石戸:最近クライアントのニーズが大きいのが、テレビCMとデジタル広告、顧客の売上関連データなどの一元的モニタリングです。特にマス広告を中心に施策を行っている企業は、TVCMが一番大きな投資であるにも関わらず、投資比率の低いデジタルチャネルよりも最適化や科学がしづらいという問題意識をお持ちの企業が多いです。

 たとえばテレビCMとデジタル広告のクロスチャネルキャンペーンが始まった際、テレビの視聴データとデジタルのデータがリアルタイムにわかれば、その結果に応じてキャンペーン途中であっても、デジタル施策によってテレビCMでリーチできていない部分を即座に補完できますよね。

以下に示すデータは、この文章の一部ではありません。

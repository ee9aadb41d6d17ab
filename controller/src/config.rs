//! Drop configuration.
//!
//! A deployment is described by a TOML file: collection identity, supply
//! cap, phase table, stakeholder shares, and signer key lists. Addresses
//! are written in their hex form (`mg_…`).

use crate::engine::Controller;
use crate::phase::{PhaseGate, PhaseId, SalePhase};
use crate::quota::QuotaLedger;
use crate::roles::{RoleId, RoleTable};
use crate::state::{Collection, ControllerState};
use crate::ControllerError;
use mintgate_crypto::blake2b_256_multi;
use mintgate_splitter::{Stakeholder, Treasury};
use mintgate_types::{Address, Amount, Timestamp};
use serde::Deserialize;
use std::collections::BTreeMap;
use std::path::Path;

/// Domain tag for deriving a collection identity from its name.
const COLLECTION_DOMAIN: &[u8] = b"mintgate.collection.v1";

#[derive(Clone, Debug, Deserialize)]
pub struct PhaseConfig {
    /// Unix seconds; omit to leave the phase unscheduled.
    pub start_time: Option<u64>,
    /// Atomic currency units per token.
    pub price_per_unit: u64,
    pub max_per_tx: u64,
    pub max_tx_per_participant: u32,
    pub gate: PhaseGate,
}

#[derive(Clone, Debug, Deserialize)]
pub struct StakeholderConfig {
    pub address: String,
    pub shares: u64,
}

/// Deployment descriptor for one drop.
#[derive(Clone, Debug, Deserialize)]
pub struct DropConfig {
    pub name: String,
    pub max_supply: u64,
    #[serde(default)]
    pub base_uri: String,
    pub owner: String,
    #[serde(default)]
    pub delegated_airdrop: bool,
    #[serde(default)]
    pub phases: BTreeMap<String, PhaseConfig>,
    /// Defaults to the owner holding all shares when omitted.
    #[serde(default)]
    pub stakeholders: Vec<StakeholderConfig>,
    #[serde(default)]
    pub signers: Vec<String>,
    #[serde(default)]
    pub free_signers: Vec<String>,
    #[serde(default)]
    pub airdroppers: Vec<String>,
}

fn parse_address(field: &str, raw: &str) -> Result<Address, ControllerError> {
    Address::from_hex(raw)
        .ok_or_else(|| ControllerError::Config(format!("{field}: invalid address `{raw}`")))
}

impl DropConfig {
    pub fn from_toml_str(input: &str) -> Result<Self, ControllerError> {
        toml::from_str(input).map_err(|e| ControllerError::Config(e.to_string()))
    }

    pub fn load(path: &Path) -> Result<Self, ControllerError> {
        let input = std::fs::read_to_string(path)
            .map_err(|e| ControllerError::Config(format!("{}: {e}", path.display())))?;
        Self::from_toml_str(&input)
    }

    /// The deployment identity mixed into every assertion message.
    pub fn collection_id(&self) -> [u8; 32] {
        blake2b_256_multi(&[COLLECTION_DOMAIN, self.name.as_bytes()])
    }

    /// Construct a freshly-initialized controller from this descriptor.
    pub fn build(self) -> Result<Controller, ControllerError> {
        if self.max_supply == 0 {
            return Err(ControllerError::Config("max_supply must be non-zero".into()));
        }
        let owner = parse_address("owner", &self.owner)?;

        let mut phases = BTreeMap::new();
        for (name, phase) in &self.phases {
            phases.insert(
                PhaseId::new(name.clone()),
                SalePhase {
                    start_time: phase
                        .start_time
                        .map(Timestamp::new)
                        .unwrap_or(Timestamp::FAR_FUTURE),
                    price_per_unit: Amount::new(phase.price_per_unit as u128),
                    max_per_tx: phase.max_per_tx,
                    max_tx_per_participant: phase.max_tx_per_participant,
                    gate: phase.gate,
                },
            );
        }

        let stakeholders = if self.stakeholders.is_empty() {
            vec![Stakeholder { address: owner, shares: 1 }]
        } else {
            self.stakeholders
                .iter()
                .map(|s| {
                    Ok(Stakeholder {
                        address: parse_address("stakeholders.address", &s.address)?,
                        shares: s.shares,
                    })
                })
                .collect::<Result<Vec<_>, ControllerError>>()?
        };
        let treasury = Treasury::new(stakeholders)?;

        let mut roles = RoleTable::new(owner);
        for (role, list) in [
            (RoleId::Signer, &self.signers),
            (RoleId::FreeSigner, &self.free_signers),
            (RoleId::Airdrop, &self.airdroppers),
        ] {
            for raw in list {
                roles.grant(role, parse_address(role.name(), raw)?);
            }
        }

        let collection_id = self.collection_id();
        Ok(Controller::new(ControllerState {
            collection_id,
            collection: Collection::new(self.max_supply, self.base_uri),
            phases,
            quotas: QuotaLedger::new(),
            claim_nonces: BTreeMap::new(),
            roles,
            treasury,
            delegated_airdrop: self.delegated_airdrop,
        }))
    }
}
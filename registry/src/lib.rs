//! Ownership ledger abstraction for mintgate.
//!
//! The controller never stores token ownership itself — it drives an external
//! uniqueness registry through this trait. `MemoryLedger` is the in-memory
//! implementation used by tests and tooling.

pub mod error;
pub mod ledger;
pub mod memory;

pub use error::RegistryError;
pub use ledger::OwnershipLedger;
pub use memory::MemoryLedger;
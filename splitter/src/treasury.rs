//! Stakeholder table and release bookkeeping.

use crate::SplitterError;
use mintgate_types::{Address, Amount};
use serde::{Deserialize, Serialize};
use std::collections::BTreeMap;

/// One entry in the fixed payout table.
#[derive(Clone, Debug, PartialEq, Eq, Serialize, Deserialize)]
pub struct Stakeholder {
    pub address: Address,
    pub shares: u64,
}

/// Proportional payment splitter over a fixed stakeholder table.
///
/// `owed(a) = total_received × shares(a) / total_shares − released(a)`.
/// Division truncates, so `Σ released ≤ total_received` holds at all times;
/// the remainder stays in the treasury until further receipts make it
/// divisible.
#[derive(Clone, Debug)]
pub struct Treasury {
    shares: BTreeMap<Address, u64>,
    total_shares: u64,
    total_received: Amount,
    released: BTreeMap<Address, Amount>,
}

impl Treasury {
    /// Build a treasury from a fixed stakeholder table.
    ///
    /// The table must be non-empty and every entry must carry non-zero
    /// shares. Duplicate addresses accumulate their shares.
    pub fn new(stakeholders: Vec<Stakeholder>) -> Result<Self, SplitterError> {
        if stakeholders.is_empty() {
            return Err(SplitterError::InvalidShares);
        }
        let mut shares: BTreeMap<Address, u64> = BTreeMap::new();
        let mut total_shares: u64 = 0;
        for entry in stakeholders {
            if entry.shares == 0 {
                return Err(SplitterError::InvalidShares);
            }
            total_shares = total_shares
                .checked_add(entry.shares)
                .ok_or(SplitterError::Overflow)?;
            *shares.entry(entry.address).or_insert(0) += entry.shares;
        }
        Ok(Self {
            shares,
            total_shares,
            total_received: Amount::ZERO,
            released: BTreeMap::new(),
        })
    }

    /// Record an incoming payment.
    pub fn record_payment(&mut self, amount: Amount) -> Result<(), SplitterError> {
        self.total_received = self
            .total_received
            .checked_add(amount)
            .ok_or(SplitterError::Overflow)?;
        Ok(())
    }

    /// Shares held by an address (zero for non-stakeholders).
    pub fn shares_of(&self, address: &Address) -> u64 {
        self.shares.get(address).copied().unwrap_or(0)
    }

    pub fn total_shares(&self) -> u64 {
        self.total_shares
    }

    pub fn total_received(&self) -> Amount {
        self.total_received
    }

    /// Cumulative amount already released to an address.
    pub fn released(&self, address: &Address) -> Amount {
        self.released.get(address).copied().unwrap_or(Amount::ZERO)
    }

    /// Sum of all releases so far.
    pub fn total_released(&self) -> Amount {
        // Σ released ≤ total_received, so this cannot overflow.
        self.released.values().fold(Amount::ZERO, |acc, v| acc + *v)
    }

    /// Amount currently owed to a stakeholder. Pure; zero for
    /// non-stakeholders.
    pub fn pending(&self, address: &Address) -> Result<Amount, SplitterError> {
        let shares = self.shares_of(address);
        if shares == 0 {
            return Ok(Amount::ZERO);
        }
        let entitled = self
            .total_received
            .raw()
            .checked_mul(shares as u128)
            .ok_or(SplitterError::Overflow)?
            / self.total_shares as u128;
        let released = self.released(address).raw();
        // entitled only grows and released never exceeds it
        Ok(Amount::new(entitled - released))
    }

    /// Commit a release to a stakeholder and return the amount owed.
    ///
    /// The caller performs the actual value transfer; nothing here is
    /// mutated until all checks pass, so a failed transfer upstream leaves
    /// no partial credit.
    pub fn withdraw(&mut self, address: &Address) -> Result<Amount, SplitterError> {
        if self.shares_of(address) == 0 {
            return Err(SplitterError::NotAStakeholder);
        }
        let owed = self.pending(address)?;
        if owed.is_zero() {
            return Err(SplitterError::NothingToRelease);
        }
        let entry = self.released.entry(*address).or_insert(Amount::ZERO);
        *entry = entry.checked_add(owed).ok_or(SplitterError::Overflow)?;
        Ok(owed)
    }
}
//! Shared utilities for mintgate.

pub mod logging;

pub use logging::{init_tracing, init_tracing_with_level};
//! Ed25519 message signing and verification.

use ed25519_dalek::{Signer, SigningKey, Verifier, VerifyingKey};
use mintgate_types::{PrivateKey, PublicKey, Signature};

/// Sign a message with a private key, returning the signature.
pub fn sign_message(message: &[u8], private_key: &PrivateKey) -> Signature {
    let signing_key = SigningKey::from_bytes(&private_key.0);
    let sig = signing_key.sign(message);
    Signature(sig.to_bytes())
}

/// Verify a signature against a message and public key.
///
/// Returns `true` if the signature is valid, `false` otherwise.
/// Also rejects non-canonical signatures (malleability protection).
pub fn verify_signature(message: &[u8], signature: &Signature, public_key: &PublicKey) -> bool {
    let Ok(verifying_key) = VerifyingKey::from_bytes(&public_key.0) else {
        return false;
    };
    let dalek_sig = ed25519_dalek::Signature::from_bytes(&signature.0);
    verifying_key.verify(message, &dalek_sig).is_ok()
}

#[cfg(test)]
mod tests {
    use super::*;
    use crate::keys::generate_keypair;

    #[test]
    fn sign_and_verify() {
        let kp = generate_keypair();
        let msg = b"mintgate allowlist assertion";
        let sig = sign_message(msg, &kp.private);
        assert!(verify_signature(msg, &sig, &kp.public));
    }

    #[test]
    fn wrong_message_fails() {
        let kp = generate_keypair();
        let sig = sign_message(b"correct message", &kp.private);
        assert!(!verify_signature(b"wrong message", &sig, &kp.public));
    }

    #[test]
    fn wrong_key_fails() {
        let kp1 = generate_keypair();
        let kp2 = generate_keypair();
        let msg = b"test";
        let sig = sign_message(msg, &kp1.private);
        assert!(!verify_signature(msg, &sig, &kp2.public));
    }

    #[test]
    fn signature_deterministic() {
        let kp = crate::keys::keypair_from_seed(&[99u8; 32]);
        let msg = b"deterministic test";
        let sig1 = sign_message(msg, &kp.private);
        let sig2 = sign_message(msg, &kp.private);
        assert_eq!(sig1.0, sig2.0);
    }

    #[test]
    fn invalid_public_key() {
        let kp = generate_keypair();
        let sig = sign_message(b"test", &kp.private);
        let bad_key = PublicKey([0xFF; 32]);
        assert!(!verify_signature(b"test", &sig, &bad_key));
    }
}
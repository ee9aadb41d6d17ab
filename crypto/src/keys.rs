//! Ed25519 key generation.

use ed25519_dalek::SigningKey;
use mintgate_types::{KeyPair, PrivateKey, PublicKey};
use rand::rngs::OsRng;

/// Generate a new Ed25519 key pair from a secure random source.
pub fn generate_keypair() -> KeyPair {
    let signing_key = SigningKey::generate(&mut OsRng);
    let verifying_key = signing_key.verifying_key();
    KeyPair {
        public: PublicKey(verifying_key.to_bytes()),
        private: PrivateKey(signing_key.to_bytes()),
    }
}

/// Derive the public key from a private key.
pub fn public_from_private(private: &PrivateKey) -> PublicKey {
    let signing_key = SigningKey::from_bytes(&private.0);
    let verifying_key = signing_key.verifying_key();
    PublicKey(verifying_key.to_bytes())
}

/// Reconstruct a full key pair from a private key.
pub fn keypair_from_private(private: PrivateKey) -> KeyPair {
    let public = public_from_private(&private);
    KeyPair { public, private }
}

/// Derive a key pair from a 32-byte seed (deterministic).
///
/// Used by tests and by signer tooling that keeps its seeds elsewhere.
pub fn keypair_from_seed(seed: &[u8; 32]) -> KeyPair {
    let signing_key = SigningKey::from_bytes(seed);
    let verifying_key = signing_key.verifying_key();
    KeyPair {
        public: PublicKey(verifying_key.to_bytes()),
        private: PrivateKey(signing_key.to_bytes()),
    }
}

 これまではデジタルチャネルと比較し、テレビCMのパフォーマンスを可視化するためのデータを得る手法が限られていて、リアルタイム性がなかったため、テレビCMの 最適化を追求できている企業は少ない印象ですが、Datoramaを使えば近い将来実現できると気づき始めている広告主さんもいらっしゃいます。

高瀬:テレビの視聴データ取得はよりきめ細やかなものになってきていますね。たとえば、ビデオリサーチでは世帯GRPではない、ターゲットリーチでのGRPが取れるようになっていくようですね。自己申告ベースではあるそうですが。

石戸:そうですね。他にも、インテージの子会社のIXT(イクスト)が、スマートテレビの視聴ログデータを持っています。具体的には、50万台以上のネットに結線されたテレビの視聴ログを蓄積しているのです。他にもエム・データのTVメタデータなど、世の中にはTVCMを科学するためのデジタルデータが増えてきており、それぞれのデータのN数も年々伸びています。

 インテージ社とは今年5月にDatoramaとのデータ接続のパートナーシップを発表しているのですが、既に具体的にDatorama上で実装を開始している会社もあります。ここ1年でそうした企業も増えていくのではないでしょうか。

 ただそれができるのは、企業の中にいるマーケターの方々に強い課題意識があるからなんです。その際に広告主側のナレッジとリーダーシップが必要なのですが、日本の多くの企業ではジョブローテーションが数年に一度はあるため、優れたマーケターの方が築き上げたナレッジが組織に蓄積されにくいという課題も持ち合わせていると思います。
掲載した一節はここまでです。